Task: In the records that follow, find the line with "pub mod allocation;"; from there, retype every line exactly through the line with "on the balance.", which also belongs to the answer.

[Opening Given data section]

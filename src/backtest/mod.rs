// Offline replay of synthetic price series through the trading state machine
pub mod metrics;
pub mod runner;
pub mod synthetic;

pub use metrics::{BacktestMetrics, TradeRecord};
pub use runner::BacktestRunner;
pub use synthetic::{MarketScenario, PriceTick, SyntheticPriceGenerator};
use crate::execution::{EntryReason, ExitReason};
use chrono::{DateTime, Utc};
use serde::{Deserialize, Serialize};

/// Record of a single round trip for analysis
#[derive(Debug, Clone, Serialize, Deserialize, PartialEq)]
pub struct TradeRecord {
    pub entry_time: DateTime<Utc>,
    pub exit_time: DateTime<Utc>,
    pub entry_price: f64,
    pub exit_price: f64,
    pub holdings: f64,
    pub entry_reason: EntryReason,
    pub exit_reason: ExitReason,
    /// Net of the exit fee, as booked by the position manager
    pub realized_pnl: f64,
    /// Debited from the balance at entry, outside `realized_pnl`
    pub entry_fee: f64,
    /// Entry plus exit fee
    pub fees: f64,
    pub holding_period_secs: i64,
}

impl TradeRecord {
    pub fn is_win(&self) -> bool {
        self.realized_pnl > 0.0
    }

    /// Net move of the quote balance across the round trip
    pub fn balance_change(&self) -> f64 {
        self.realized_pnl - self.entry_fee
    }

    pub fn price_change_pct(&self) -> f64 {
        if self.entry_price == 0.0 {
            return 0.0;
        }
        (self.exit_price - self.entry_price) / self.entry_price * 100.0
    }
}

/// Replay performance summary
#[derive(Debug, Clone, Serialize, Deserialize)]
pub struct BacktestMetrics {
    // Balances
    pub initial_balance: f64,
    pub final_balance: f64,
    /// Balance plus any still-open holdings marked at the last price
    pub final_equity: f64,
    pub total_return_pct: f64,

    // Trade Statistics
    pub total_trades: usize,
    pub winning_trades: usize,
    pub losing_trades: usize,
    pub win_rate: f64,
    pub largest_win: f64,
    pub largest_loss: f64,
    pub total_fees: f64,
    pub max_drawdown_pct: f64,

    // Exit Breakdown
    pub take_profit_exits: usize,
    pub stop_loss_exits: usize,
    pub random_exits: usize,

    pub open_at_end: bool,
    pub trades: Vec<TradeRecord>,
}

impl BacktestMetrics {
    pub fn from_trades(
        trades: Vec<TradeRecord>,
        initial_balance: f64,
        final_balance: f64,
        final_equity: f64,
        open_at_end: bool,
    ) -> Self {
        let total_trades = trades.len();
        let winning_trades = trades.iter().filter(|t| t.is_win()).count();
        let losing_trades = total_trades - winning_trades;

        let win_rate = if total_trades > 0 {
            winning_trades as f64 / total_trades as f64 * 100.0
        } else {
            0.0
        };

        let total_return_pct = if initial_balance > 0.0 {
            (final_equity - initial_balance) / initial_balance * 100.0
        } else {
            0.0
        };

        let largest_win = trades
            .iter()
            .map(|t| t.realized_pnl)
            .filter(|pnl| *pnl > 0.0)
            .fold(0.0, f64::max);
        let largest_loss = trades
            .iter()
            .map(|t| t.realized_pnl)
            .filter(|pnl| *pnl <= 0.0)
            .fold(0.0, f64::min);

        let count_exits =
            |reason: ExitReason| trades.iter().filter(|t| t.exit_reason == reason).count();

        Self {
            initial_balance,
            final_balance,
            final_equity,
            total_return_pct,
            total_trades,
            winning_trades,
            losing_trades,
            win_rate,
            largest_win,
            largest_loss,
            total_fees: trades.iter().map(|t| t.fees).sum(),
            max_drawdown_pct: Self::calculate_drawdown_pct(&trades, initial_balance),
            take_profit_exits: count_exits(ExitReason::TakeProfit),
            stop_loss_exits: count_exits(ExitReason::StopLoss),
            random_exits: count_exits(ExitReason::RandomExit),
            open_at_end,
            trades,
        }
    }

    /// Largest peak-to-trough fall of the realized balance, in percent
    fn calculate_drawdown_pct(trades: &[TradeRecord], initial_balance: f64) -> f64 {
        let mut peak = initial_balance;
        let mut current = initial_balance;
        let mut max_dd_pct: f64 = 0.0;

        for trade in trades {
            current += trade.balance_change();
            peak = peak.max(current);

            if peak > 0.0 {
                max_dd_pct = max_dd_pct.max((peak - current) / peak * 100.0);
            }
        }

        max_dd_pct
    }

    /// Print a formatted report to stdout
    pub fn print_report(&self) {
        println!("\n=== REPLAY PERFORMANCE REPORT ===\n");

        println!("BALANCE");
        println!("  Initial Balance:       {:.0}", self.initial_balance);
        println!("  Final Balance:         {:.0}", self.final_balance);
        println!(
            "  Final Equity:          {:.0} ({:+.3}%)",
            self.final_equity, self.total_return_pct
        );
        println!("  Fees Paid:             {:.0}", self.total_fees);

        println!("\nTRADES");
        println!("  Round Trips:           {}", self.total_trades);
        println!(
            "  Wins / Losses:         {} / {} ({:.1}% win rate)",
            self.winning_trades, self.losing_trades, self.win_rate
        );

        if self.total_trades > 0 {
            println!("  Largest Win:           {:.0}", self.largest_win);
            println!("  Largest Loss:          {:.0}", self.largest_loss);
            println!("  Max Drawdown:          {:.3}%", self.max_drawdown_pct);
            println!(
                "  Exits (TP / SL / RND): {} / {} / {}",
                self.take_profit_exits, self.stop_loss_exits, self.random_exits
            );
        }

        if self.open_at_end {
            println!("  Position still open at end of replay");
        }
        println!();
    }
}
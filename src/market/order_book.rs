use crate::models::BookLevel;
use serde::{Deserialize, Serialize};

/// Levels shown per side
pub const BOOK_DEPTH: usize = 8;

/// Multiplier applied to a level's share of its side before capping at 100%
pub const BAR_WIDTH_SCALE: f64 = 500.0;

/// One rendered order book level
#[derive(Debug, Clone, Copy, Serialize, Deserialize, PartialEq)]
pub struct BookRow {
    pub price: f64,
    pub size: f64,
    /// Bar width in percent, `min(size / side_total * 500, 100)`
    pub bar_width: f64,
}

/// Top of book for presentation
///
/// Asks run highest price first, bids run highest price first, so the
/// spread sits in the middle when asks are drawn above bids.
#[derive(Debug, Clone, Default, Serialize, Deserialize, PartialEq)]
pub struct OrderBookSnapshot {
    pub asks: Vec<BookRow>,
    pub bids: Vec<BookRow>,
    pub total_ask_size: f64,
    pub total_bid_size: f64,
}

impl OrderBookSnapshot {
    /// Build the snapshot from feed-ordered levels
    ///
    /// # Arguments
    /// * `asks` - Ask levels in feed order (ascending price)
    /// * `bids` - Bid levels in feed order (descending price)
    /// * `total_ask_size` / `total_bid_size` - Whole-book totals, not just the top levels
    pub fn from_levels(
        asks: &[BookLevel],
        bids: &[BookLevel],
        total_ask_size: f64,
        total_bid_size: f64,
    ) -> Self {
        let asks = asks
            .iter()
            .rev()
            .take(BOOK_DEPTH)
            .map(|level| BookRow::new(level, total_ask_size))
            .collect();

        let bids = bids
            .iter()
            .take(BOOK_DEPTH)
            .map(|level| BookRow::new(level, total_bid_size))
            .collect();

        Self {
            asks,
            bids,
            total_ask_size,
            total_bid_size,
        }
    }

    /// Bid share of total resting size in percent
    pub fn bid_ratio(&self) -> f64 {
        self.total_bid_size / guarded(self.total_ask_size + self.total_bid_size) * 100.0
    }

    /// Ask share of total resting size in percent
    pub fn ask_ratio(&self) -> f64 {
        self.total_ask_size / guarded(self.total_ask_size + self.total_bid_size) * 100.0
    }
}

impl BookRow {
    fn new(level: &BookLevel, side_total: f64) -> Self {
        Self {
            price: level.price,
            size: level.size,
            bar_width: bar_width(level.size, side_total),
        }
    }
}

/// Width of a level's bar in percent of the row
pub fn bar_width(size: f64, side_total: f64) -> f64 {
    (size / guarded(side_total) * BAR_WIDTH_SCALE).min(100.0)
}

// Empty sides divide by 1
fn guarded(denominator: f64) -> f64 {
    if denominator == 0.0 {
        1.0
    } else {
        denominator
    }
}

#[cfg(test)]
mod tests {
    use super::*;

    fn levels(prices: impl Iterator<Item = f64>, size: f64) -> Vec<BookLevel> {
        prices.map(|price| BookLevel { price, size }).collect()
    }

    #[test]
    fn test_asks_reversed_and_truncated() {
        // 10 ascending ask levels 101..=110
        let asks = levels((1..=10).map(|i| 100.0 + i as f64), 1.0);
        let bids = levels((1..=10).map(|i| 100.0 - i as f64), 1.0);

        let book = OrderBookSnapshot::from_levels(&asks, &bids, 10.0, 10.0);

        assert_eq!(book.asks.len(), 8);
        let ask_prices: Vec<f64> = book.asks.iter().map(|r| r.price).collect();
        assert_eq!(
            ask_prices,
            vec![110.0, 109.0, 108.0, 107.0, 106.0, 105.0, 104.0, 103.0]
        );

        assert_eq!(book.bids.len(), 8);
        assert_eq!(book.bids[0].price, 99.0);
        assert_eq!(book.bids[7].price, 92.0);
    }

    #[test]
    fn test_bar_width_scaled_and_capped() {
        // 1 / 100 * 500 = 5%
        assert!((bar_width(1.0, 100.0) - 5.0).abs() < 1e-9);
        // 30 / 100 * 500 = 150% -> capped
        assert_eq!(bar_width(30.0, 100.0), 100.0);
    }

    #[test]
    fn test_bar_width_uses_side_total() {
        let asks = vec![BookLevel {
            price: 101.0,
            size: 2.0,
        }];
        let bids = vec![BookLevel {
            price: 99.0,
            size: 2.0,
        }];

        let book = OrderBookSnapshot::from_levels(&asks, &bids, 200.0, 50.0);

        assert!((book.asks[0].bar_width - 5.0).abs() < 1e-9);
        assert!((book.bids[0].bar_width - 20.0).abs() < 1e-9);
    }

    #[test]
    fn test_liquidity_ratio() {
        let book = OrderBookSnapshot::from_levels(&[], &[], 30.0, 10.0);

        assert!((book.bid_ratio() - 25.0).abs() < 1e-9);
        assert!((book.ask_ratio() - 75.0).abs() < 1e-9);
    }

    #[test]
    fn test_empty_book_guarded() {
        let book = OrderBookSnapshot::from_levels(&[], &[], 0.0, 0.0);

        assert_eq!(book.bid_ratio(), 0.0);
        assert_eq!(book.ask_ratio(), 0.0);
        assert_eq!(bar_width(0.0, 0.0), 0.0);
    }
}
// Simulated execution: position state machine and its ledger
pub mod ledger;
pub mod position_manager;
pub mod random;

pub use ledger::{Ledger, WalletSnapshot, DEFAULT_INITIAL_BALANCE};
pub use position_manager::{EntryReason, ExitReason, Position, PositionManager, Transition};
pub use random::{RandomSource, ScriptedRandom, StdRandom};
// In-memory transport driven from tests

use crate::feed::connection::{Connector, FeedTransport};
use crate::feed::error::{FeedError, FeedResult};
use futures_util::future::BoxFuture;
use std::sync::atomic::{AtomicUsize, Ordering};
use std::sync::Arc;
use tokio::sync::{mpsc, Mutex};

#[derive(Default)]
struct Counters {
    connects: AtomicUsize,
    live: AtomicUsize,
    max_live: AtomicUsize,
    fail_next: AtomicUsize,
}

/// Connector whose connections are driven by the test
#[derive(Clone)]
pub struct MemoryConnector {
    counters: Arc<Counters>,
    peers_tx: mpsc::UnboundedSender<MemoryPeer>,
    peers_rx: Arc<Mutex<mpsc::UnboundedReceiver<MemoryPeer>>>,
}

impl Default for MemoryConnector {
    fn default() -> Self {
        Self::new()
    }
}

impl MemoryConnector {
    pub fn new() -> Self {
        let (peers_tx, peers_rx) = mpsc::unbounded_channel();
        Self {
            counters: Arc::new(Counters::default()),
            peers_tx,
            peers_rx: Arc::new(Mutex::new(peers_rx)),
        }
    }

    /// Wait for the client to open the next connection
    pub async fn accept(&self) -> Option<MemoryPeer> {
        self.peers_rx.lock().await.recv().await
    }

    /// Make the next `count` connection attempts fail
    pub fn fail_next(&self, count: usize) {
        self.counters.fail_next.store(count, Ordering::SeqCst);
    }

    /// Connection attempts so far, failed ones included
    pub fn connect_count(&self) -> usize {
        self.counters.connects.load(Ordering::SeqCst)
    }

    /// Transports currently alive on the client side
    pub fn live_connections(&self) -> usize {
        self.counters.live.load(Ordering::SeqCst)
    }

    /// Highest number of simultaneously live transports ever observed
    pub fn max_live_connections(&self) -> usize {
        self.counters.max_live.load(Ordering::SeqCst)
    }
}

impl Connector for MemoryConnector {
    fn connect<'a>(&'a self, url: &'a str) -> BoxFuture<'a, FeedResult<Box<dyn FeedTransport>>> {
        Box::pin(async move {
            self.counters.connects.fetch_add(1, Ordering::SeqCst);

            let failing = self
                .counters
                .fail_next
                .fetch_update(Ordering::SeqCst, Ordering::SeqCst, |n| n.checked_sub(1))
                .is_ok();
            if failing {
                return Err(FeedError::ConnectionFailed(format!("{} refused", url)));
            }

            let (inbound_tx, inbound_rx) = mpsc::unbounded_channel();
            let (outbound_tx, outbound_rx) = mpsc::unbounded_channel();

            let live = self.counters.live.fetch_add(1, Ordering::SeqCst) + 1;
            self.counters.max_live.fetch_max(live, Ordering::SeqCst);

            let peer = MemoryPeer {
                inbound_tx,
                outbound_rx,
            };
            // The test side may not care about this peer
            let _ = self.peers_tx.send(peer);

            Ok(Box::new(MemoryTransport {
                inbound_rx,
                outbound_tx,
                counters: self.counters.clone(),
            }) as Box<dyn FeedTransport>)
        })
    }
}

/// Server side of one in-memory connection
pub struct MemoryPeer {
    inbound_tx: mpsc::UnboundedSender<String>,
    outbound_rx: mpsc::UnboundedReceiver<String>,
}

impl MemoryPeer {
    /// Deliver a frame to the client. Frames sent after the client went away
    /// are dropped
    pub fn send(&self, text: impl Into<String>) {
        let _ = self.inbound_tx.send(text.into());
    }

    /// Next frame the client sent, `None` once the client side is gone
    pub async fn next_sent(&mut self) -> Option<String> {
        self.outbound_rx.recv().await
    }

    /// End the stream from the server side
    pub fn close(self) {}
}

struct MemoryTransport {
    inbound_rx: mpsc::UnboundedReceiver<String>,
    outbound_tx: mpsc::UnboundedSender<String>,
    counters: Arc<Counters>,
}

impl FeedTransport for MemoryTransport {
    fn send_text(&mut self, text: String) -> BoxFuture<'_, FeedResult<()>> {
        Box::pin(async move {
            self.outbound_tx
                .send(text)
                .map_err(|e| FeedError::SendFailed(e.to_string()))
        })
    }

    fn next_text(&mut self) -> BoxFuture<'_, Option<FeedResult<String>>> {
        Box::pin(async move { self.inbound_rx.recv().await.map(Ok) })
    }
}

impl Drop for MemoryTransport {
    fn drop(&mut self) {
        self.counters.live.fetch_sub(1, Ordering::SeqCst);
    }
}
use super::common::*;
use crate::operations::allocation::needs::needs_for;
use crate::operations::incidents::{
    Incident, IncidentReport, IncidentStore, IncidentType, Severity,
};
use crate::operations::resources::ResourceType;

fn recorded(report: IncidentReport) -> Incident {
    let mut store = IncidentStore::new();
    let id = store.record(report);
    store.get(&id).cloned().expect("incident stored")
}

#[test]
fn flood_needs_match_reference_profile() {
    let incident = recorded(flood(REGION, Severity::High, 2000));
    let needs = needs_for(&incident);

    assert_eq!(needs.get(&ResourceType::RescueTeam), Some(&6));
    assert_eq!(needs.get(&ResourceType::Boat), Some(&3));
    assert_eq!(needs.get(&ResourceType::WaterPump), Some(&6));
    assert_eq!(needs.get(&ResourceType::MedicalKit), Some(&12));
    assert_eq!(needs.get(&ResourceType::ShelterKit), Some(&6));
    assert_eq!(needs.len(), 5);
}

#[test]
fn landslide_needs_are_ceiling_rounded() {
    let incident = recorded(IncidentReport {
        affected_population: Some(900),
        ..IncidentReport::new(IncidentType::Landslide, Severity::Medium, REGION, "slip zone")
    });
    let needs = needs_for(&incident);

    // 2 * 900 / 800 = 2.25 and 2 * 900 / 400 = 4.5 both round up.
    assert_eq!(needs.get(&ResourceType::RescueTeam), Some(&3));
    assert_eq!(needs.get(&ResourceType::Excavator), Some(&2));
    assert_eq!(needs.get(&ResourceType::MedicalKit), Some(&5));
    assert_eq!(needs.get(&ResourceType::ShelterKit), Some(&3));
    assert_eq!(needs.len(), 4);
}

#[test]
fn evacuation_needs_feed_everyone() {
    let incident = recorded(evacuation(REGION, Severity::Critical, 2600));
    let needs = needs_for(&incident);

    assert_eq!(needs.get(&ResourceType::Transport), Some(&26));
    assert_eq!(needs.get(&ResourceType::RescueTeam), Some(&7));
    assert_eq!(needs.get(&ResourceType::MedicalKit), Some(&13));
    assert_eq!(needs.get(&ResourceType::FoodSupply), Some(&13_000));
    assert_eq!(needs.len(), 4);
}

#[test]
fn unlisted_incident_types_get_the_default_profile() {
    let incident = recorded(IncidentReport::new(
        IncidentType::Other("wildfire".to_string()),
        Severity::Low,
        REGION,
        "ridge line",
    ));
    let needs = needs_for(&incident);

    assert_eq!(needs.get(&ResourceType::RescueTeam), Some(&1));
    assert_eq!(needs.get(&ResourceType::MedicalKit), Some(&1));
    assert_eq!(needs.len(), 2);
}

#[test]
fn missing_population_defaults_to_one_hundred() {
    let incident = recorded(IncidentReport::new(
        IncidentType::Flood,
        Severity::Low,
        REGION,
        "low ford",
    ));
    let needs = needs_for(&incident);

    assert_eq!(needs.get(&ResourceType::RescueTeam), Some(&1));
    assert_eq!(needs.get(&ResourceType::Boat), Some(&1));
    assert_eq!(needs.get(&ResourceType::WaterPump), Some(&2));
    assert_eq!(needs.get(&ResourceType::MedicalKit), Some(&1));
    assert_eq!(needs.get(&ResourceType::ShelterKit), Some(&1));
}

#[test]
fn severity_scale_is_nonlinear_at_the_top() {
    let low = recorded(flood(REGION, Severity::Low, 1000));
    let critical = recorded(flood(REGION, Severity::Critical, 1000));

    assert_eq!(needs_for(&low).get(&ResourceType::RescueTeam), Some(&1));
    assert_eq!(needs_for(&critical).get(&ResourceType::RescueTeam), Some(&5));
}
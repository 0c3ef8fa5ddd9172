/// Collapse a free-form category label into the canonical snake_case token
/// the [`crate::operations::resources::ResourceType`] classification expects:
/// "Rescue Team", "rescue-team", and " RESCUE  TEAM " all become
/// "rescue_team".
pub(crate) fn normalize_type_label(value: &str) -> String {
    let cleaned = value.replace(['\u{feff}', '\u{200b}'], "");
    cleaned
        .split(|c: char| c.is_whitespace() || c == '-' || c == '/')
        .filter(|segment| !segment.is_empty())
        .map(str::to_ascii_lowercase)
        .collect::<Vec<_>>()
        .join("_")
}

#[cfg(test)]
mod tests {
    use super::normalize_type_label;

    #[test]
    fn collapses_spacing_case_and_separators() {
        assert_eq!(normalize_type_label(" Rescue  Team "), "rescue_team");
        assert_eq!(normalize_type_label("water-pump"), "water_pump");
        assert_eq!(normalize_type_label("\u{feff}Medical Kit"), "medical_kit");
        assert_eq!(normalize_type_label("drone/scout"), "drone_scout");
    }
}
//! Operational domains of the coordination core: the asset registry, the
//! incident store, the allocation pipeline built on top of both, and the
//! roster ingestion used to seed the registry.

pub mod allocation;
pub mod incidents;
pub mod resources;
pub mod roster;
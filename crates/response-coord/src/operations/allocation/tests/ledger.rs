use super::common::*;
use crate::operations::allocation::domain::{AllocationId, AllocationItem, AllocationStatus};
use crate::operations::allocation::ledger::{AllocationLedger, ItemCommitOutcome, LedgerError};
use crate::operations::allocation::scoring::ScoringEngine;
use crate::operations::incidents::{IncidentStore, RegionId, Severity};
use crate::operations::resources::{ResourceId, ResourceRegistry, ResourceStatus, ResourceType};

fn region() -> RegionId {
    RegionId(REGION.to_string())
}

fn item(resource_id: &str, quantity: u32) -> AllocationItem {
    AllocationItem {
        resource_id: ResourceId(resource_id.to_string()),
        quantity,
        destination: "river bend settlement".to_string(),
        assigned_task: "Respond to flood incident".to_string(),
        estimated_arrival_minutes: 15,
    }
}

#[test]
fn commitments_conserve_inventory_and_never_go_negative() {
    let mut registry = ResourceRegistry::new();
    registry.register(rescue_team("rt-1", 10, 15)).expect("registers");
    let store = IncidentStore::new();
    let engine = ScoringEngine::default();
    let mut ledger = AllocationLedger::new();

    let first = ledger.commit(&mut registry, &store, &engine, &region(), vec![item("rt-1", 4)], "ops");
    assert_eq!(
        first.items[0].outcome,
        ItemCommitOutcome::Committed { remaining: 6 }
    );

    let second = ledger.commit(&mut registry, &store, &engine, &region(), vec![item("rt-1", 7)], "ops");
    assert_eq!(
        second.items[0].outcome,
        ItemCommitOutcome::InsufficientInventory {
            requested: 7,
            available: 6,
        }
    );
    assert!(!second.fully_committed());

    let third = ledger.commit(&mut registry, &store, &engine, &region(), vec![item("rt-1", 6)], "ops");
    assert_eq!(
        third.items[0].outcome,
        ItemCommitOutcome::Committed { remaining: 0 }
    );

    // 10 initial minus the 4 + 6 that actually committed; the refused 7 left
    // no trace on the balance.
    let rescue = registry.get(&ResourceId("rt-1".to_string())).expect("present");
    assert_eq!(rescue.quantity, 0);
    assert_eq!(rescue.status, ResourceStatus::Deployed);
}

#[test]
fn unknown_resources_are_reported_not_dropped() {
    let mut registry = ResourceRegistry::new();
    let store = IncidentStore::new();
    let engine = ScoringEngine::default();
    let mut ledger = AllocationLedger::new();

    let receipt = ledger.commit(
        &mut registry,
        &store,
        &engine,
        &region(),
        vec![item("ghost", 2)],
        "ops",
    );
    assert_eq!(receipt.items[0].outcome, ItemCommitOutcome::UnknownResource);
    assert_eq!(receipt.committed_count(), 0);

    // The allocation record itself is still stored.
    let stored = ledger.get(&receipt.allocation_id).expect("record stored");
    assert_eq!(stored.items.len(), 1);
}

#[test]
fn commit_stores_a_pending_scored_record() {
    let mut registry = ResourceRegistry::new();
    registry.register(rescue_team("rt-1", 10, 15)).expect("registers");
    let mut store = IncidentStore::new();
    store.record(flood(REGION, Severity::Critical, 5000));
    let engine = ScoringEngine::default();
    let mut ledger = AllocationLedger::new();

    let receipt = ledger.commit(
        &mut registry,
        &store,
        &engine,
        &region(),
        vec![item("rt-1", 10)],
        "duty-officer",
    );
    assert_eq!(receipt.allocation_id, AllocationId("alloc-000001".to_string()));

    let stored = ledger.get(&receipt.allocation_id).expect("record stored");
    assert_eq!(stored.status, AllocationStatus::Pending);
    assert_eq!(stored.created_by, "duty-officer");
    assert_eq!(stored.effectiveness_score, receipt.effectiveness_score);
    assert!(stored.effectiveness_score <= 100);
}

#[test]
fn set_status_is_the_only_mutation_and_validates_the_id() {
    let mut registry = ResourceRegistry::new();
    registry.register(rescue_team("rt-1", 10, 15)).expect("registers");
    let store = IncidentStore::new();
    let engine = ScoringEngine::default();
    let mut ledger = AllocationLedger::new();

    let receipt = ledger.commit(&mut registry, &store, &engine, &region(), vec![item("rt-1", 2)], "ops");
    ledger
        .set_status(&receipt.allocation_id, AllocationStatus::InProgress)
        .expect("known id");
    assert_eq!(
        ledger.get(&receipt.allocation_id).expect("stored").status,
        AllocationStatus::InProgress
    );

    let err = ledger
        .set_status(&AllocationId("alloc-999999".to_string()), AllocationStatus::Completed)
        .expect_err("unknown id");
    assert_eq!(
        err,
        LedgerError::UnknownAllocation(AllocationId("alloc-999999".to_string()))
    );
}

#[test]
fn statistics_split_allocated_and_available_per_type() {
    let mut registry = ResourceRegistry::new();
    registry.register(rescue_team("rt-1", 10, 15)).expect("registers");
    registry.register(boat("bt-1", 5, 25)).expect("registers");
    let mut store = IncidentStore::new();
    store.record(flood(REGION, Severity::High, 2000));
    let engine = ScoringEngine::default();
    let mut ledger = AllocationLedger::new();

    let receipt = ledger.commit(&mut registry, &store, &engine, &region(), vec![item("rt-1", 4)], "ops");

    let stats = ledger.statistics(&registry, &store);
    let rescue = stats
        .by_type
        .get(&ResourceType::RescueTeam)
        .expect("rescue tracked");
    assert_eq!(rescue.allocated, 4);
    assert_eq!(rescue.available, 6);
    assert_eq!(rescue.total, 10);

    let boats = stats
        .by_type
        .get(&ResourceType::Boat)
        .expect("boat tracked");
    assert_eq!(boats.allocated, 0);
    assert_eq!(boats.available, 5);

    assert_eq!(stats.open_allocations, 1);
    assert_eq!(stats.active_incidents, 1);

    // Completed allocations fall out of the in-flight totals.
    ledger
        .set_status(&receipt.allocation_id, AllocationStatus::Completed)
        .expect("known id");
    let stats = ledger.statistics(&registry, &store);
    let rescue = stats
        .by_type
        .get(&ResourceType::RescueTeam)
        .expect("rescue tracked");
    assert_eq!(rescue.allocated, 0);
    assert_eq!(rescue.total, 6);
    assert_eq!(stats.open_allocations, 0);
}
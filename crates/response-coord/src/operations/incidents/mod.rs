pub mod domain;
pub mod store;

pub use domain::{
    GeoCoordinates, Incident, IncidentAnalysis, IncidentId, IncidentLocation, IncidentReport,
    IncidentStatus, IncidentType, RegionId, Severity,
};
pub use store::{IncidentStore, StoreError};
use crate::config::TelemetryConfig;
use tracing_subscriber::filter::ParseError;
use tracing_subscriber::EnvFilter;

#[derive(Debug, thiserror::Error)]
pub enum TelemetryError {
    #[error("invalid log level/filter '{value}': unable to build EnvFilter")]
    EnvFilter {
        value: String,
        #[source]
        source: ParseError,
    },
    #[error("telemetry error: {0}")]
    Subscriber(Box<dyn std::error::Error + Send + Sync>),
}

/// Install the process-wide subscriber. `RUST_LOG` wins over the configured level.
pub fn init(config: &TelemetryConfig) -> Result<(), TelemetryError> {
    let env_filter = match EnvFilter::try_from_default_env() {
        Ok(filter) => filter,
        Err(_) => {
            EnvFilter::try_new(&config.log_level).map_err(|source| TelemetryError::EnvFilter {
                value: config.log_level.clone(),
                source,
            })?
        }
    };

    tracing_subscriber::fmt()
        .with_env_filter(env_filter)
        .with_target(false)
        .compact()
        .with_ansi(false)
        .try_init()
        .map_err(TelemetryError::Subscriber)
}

[Closing Given data section]

Written response:
pub mod allocation;
pub mod incidents;
pub mod resources;
pub mod roster;
filename crates/response-coord/src/operations/allocation/tests/ledger.rs
use super::common::*;
use crate::operations::allocation::domain::{AllocationId, AllocationItem, AllocationStatus};
use crate::operations::allocation::ledger::{AllocationLedger, ItemCommitOutcome, LedgerError};
use crate::operations::allocation::scoring::ScoringEngine;
use crate::operations::incidents::{IncidentStore, RegionId, Severity};
use crate::operations::resources::{ResourceId, ResourceRegistry, ResourceStatus, ResourceType};

fn region() -> RegionId {
    RegionId(REGION.to_string())
}

fn item(resource_id: &str, quantity: u32) -> AllocationItem {
    AllocationItem {
        resource_id: ResourceId(resource_id.to_string()),
        quantity,
        destination: "river bend settlement".to_string(),
        assigned_task: "Respond to flood incident".to_string(),
        estimated_arrival_minutes: 15,
    }
}

#[test]
fn commitments_conserve_inventory_and_never_go_negative() {
    let mut registry = ResourceRegistry::new();
    registry.register(rescue_team("rt-1", 10, 15)).expect("registers");
    let store = IncidentStore::new();
    let engine = ScoringEngine::default();
    let mut ledger = AllocationLedger::new();

    let first = ledger.commit(&mut registry, &store, &engine, &region(), vec![item("rt-1", 4)], "ops");
    assert_eq!(
        first.items[0].outcome,
        ItemCommitOutcome::Committed { remaining: 6 }
    );

    let second = ledger.commit(&mut registry, &store, &engine, &region(), vec![item("rt-1", 7)], "ops");
    assert_eq!(
        second.items[0].outcome,
        ItemCommitOutcome::InsufficientInventory {
            requested: 7,
            available: 6,
        }
    );
    assert!(!second.fully_committed());

    let third = ledger.commit(&mut registry, &store, &engine, &region(), vec![item("rt-1", 6)], "ops");
    assert_eq!(
        third.items[0].outcome,
        ItemCommitOutcome::Committed { remaining: 0 }
    );

    // 10 initial minus the 4 + 6 that actually committed; the refused 7 left
    // no trace on the balance.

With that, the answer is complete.